Greenwich Park

Greenwich Park

Greenwich Park is a former hunting park in Greenwich and one of the largest single green spaces in south east London. One of the Royal Parks of London, and the first to be enclosed (in 1433), it covers convert|183|acre|km2|1 and is part of the Greenwich World Heritage Site. It commands fine views over the River Thames, Isle of Dogs and the City of London. The park is open from 6.00am for pedestrians (and 7.00am for traffic) all year round and closes at dusk.


The estate of some two hundred acres was originally owned by the Abbey of St. Peter at Ghent, but reverted to the Crown in 1427 and was given by Henry VI to his uncle Humphrey, Duke of Gloucester (Barker 1999). He built a house by the river, Bella Court, and a small castle, Duke Humphrey’s Tower, on the hill. The former evolved first into the Tudor Palace of Placentia and then into the Queen's House and Greenwich Hospital. The castle, by now in disrepair, was chosen for the site of the Royal Observatory by Charles II in 1675.

In the 15th century the park was mostly heathland and probably used for hawking. In the next century, deer were introduced by Henry VIII for hunting, and a small collection of deer is maintained today in an area to the south east. James I enclosed the park with a brick wall, twelve feet high and two miles long at a cost of £2000, much of which remains and defines the modern boundary.

In the 17th century, the park was landscaped, possibly by André Le Nôtre who is known at least to have designed plans for it. The public were first allowed into the park during the 18th century. Samuel Johnson visited the park in 1763 and commented “Is it not fine?”. The famous hill to the north of the observatory was used on public holidays for mass ‘tumbling’.

In the 1830s a railway was nearly driven through the middle of the lower park on a viaduct but the scheme was defeated by intense local opposition. However, the London and Greenwich Railway was later extended beneath the ground via a cut-and-cover tunnel link between Greenwich and Maze Hill which opened in 1878 (the tunnel alignment is on the north side of the northern side of the park's boundary wall, running beneath the gardens of the National Maritime Museum and Queen's House).

In 1888 the park got a station of its own when Greenwich Park railway station was opened. The station was not successful, with most passengers preferring the older Greenwich station and in 1917 Greenwich Park station and the line it ran on closed down.
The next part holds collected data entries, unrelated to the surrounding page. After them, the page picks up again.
use anyhow::{Context, Result};
use clap::Parser;
use indicatif::{ParallelProgressIterator, ProgressBar, ProgressStyle};
use log::{debug, error, info, warn, LevelFilter};
use rayon::prelude::*;
use std::fs;
use std::path::{Path, PathBuf};
use std::sync::atomic::{AtomicBool, Ordering};
use std::sync::Arc;

use ads_txt_validator_rs::prelude::*;
use ads_txt_validator_rs::reporting::summarize;

#[derive(Parser)]
#[command(name = "ads_txt_validator_rs")]
#[command(about = "ads.txt validator with sellers.json cross-checking", long_about = None)]
struct Cli {
    /// ads.txt file, or directory containing ads.txt files
    target: PathBuf,

    /// Scan directories recursively
    #[arg(short, long)]
    recursive: bool,

    /// Publisher domain the ads.txt belongs to (enables the sellers.json cross-check)
    #[arg(short, long)]
    publisher_domain: Option<String>,

    /// Directory of sellers.json files (<domain>.json or <domain>/sellers.json)
    #[arg(short, long)]
    sellers_dir: Option<PathBuf>,

    /// Load whole sellers.json files instead of batched seller id lookups
    #[arg(long)]
    legacy_fetch: bool,

    /// Previously published ads.txt, used to flag already-implemented entries
    #[arg(long)]
    cached: Option<PathBuf>,

    /// Message language (en, ja)
    #[arg(long, default_value = "en")]
    locale: Locale,

    /// Base URL for per-message help links
    #[arg(long)]
    help_url: Option<String>,

    /// Output report filename
    #[arg(short, long, default_value = "ads_txt_report.txt")]
    output: PathBuf,

    /// Write the report as JSON instead of text
    #[arg(long)]
    json: bool,

    /// Write optimized copies of each ads.txt into this directory
    #[arg(long)]
    optimize_dir: Option<PathBuf>,

    /// Number of parallel worker threads (default: number of CPUs)
    #[arg(short, long)]
    workers: Option<usize>,

    /// Run in batch mode (no progress bar)
    #[arg(long)]
    batch: bool,

    /// Verbose output
    #[arg(short, long)]
    verbose: bool,
}

fn main() -> Result<()> {
    let cli = Cli::parse();
    init_logger(cli.verbose);

    // Set up graceful shutdown handler
    let shutdown_requested = Arc::new(AtomicBool::new(false));
    let shutdown_flag = shutdown_requested.clone();

    ctrlc::set_handler(move || {
        eprintln!("\n⚠️  Shutdown requested. Finishing current files...");
        shutdown_flag.store(true, Ordering::SeqCst);
    })
    .context("Error setting Ctrl-C handler")?;

    // Set up rayon thread pool
    if let Some(workers) = cli.workers {
        rayon::ThreadPoolBuilder::new()
            .num_threads(workers)
            .build_global()
            .context("Failed to build thread pool")?;
    }

    let files = if cli.target.is_dir() {
        collect_ads_txt_files(&cli.target, cli.recursive)?
    } else {
        vec![cli.target.clone()]
    };

    if files.is_empty() {
        println!("No ads.txt files found in {}", cli.target.display());
        return Ok(());
    }

    let cached = cli
        .cached
        .as_ref()
        .map(|path| {
            fs::read_to_string(path)
                .with_context(|| format!("Failed to read cached ads.txt {}", path.display()))
        })
        .transpose()?;

    let sellers = cli
        .sellers_dir
        .as_deref()
        .map(LocalSellersDirectory::open)
        .transpose()?;

    if let Some(directory) = &sellers {
        let domains = directory.domains();
        info!("sellers.json available for {} domain(s)", domains.len());
        debug!("sellers.json domains: {}", domains.join(", "));
    }

    let access = sellers.as_ref().map(|directory| {
        if cli.legacy_fetch {
            SellerAccess::Legacy(directory)
        } else {
            SellerAccess::Batch(directory)
        }
    });

    let publisher_domain = cli.publisher_domain.as_deref();
    if publisher_domain.is_some() && access.is_none() {
        warn!("--publisher-domain given without --sellers-dir; sellers.json cross-check skipped");
    }

    println!("ads.txt Validator (Rust Edition)");
    println!("Using {} worker thread(s)", rayon::current_num_threads());
    println!("Found {} ads.txt file(s) to validate\n", files.len());

    // Set up progress bar (skip in batch mode)
    let progress = if cli.batch {
        ProgressBar::hidden()
    } else {
        let pb = ProgressBar::new(files.len() as u64);
        pb.set_style(
            ProgressStyle::default_bar()
                .template("{spinner:.green} [{elapsed_precise}] [{bar:40.cyan/blue}] {pos}/{len} ({percent}%) {msg}")
                .context("Invalid progress bar template")?
                .progress_chars("#>-"),
        );
        pb
    };

    let shutdown_check = shutdown_requested.clone();
    let reports: Vec<FileReport> = files
        .par_iter()
        .progress_with(progress.clone())
        .filter_map(|path| {
            // Check if shutdown was requested
            if shutdown_check.load(Ordering::SeqCst) {
                return None;
            }

            match validate_file(path, publisher_domain, cached.as_deref(), access) {
                Ok(report) => Some(report),
                Err(e) => {
                    error!("{:#}", e);
                    None
                }
            }
        })
        .collect();

    let was_interrupted = shutdown_requested.load(Ordering::SeqCst);
    if !cli.batch {
        if was_interrupted {
            progress.finish_and_clear();
            eprintln!("\n⏹️  Graceful shutdown complete");
            eprintln!("📊 Processed {}/{} files", reports.len(), files.len());
        } else {
            progress.finish_with_message("Validation complete!");
        }
        println!();
    }

    if let Some(dir) = &cli.optimize_dir {
        write_optimized(dir, &cli.target, &reports)?;
    }

    let mut invalid_count = 0;
    let mut warning_count = 0;
    for report in &reports {
        let summary = summarize(&report.entries);
        invalid_count += summary.invalid;
        warning_count += summary.with_warnings;
    }

    // Print summary
    println!("==================================================");
    println!("VALIDATION COMPLETE");
    println!("==================================================");
    println!("Files validated: {}", reports.len());
    println!("Invalid records: {}", invalid_count);
    println!("Records with warnings: {}", warning_count);
    println!();

    let messages = match &cli.help_url {
        Some(url) => MessageProvider::new(cli.locale).with_help_base_url(url.clone()),
        None => MessageProvider::new(cli.locale),
    };

    if cli.json {
        write_json_report(&cli.output, &reports)?;
    } else {
        write_report(&cli.output, &reports, &messages)?;
    }
    println!("Detailed report saved to: {:?}", cli.output);

    Ok(())
}

fn init_logger(verbose: bool) {
    let mut builder =
        env_logger::Builder::from_env(env_logger::Env::default().default_filter_or("warn"));
    if verbose {
        builder.filter_level(LevelFilter::Debug);
    }
    if let Err(e) = builder.try_init() {
        eprintln!("⚠️  Warning: Failed to initialize logger: {}", e);
    }
}

fn validate_file(
    path: &Path,
    publisher_domain: Option<&str>,
    cached: Option<&str>,
    access: Option<SellerAccess<'_>>,
) -> Result<FileReport> {
    let content = fs::read_to_string(path)
        .with_context(|| format!("Failed to read {}", path.display()))?;

    let (entries, checked_domain) = match access {
        Some(access) => (
            validate_ads_txt(&content, publisher_domain, cached, access),
            publisher_domain.map(str::to_string),
        ),
        None => (parse_ads_txt_content(&content), None),
    };

    Ok(FileReport {
        path: path.to_path_buf(),
        publisher_domain: checked_domain,
        entries,
    })
}

/// Mirror each validated file into `dir` in optimized form
fn write_optimized(dir: &Path, target: &Path, reports: &[FileReport]) -> Result<()> {
    fs::create_dir_all(dir)
        .with_context(|| format!("Failed to create {}", dir.display()))?;

    for report in reports {
        let relative = match report.path.strip_prefix(target) {
            Ok(rel) if !rel.as_os_str().is_empty() => rel.to_path_buf(),
            _ => PathBuf::from(report.path.file_name().unwrap_or_default()),
        };
        let destination = dir.join(relative);
        if let Some(parent) = destination.parent() {
            fs::create_dir_all(parent)?;
        }

        let content = fs::read_to_string(&report.path)
            .with_context(|| format!("Failed to read {}", report.path.display()))?;
        fs::write(&destination, optimize_ads_txt(&content))
            .with_context(|| format!("Failed to write {}", destination.display()))?;
    }

    println!("Optimized files written to: {}", dir.display());
    Ok(())
}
The park is roughly rectangular in plan with sides 1000 metres by 750 metres and oriented with the long sides lying NNW to SSE. In what follows this direction is taken to be N to S for ease of exposition. It is located at grid reference gbmappingsmall|TQ390772.

The park stretches along a hillside and is on two levels. The lower level (closest to the Museum, Queen's House and, beyond them, the Thames) lies to the north; after a steep walk uphill, there is a flat expanse that is, essentially, an enclosed extension of the plateau of Blackheath.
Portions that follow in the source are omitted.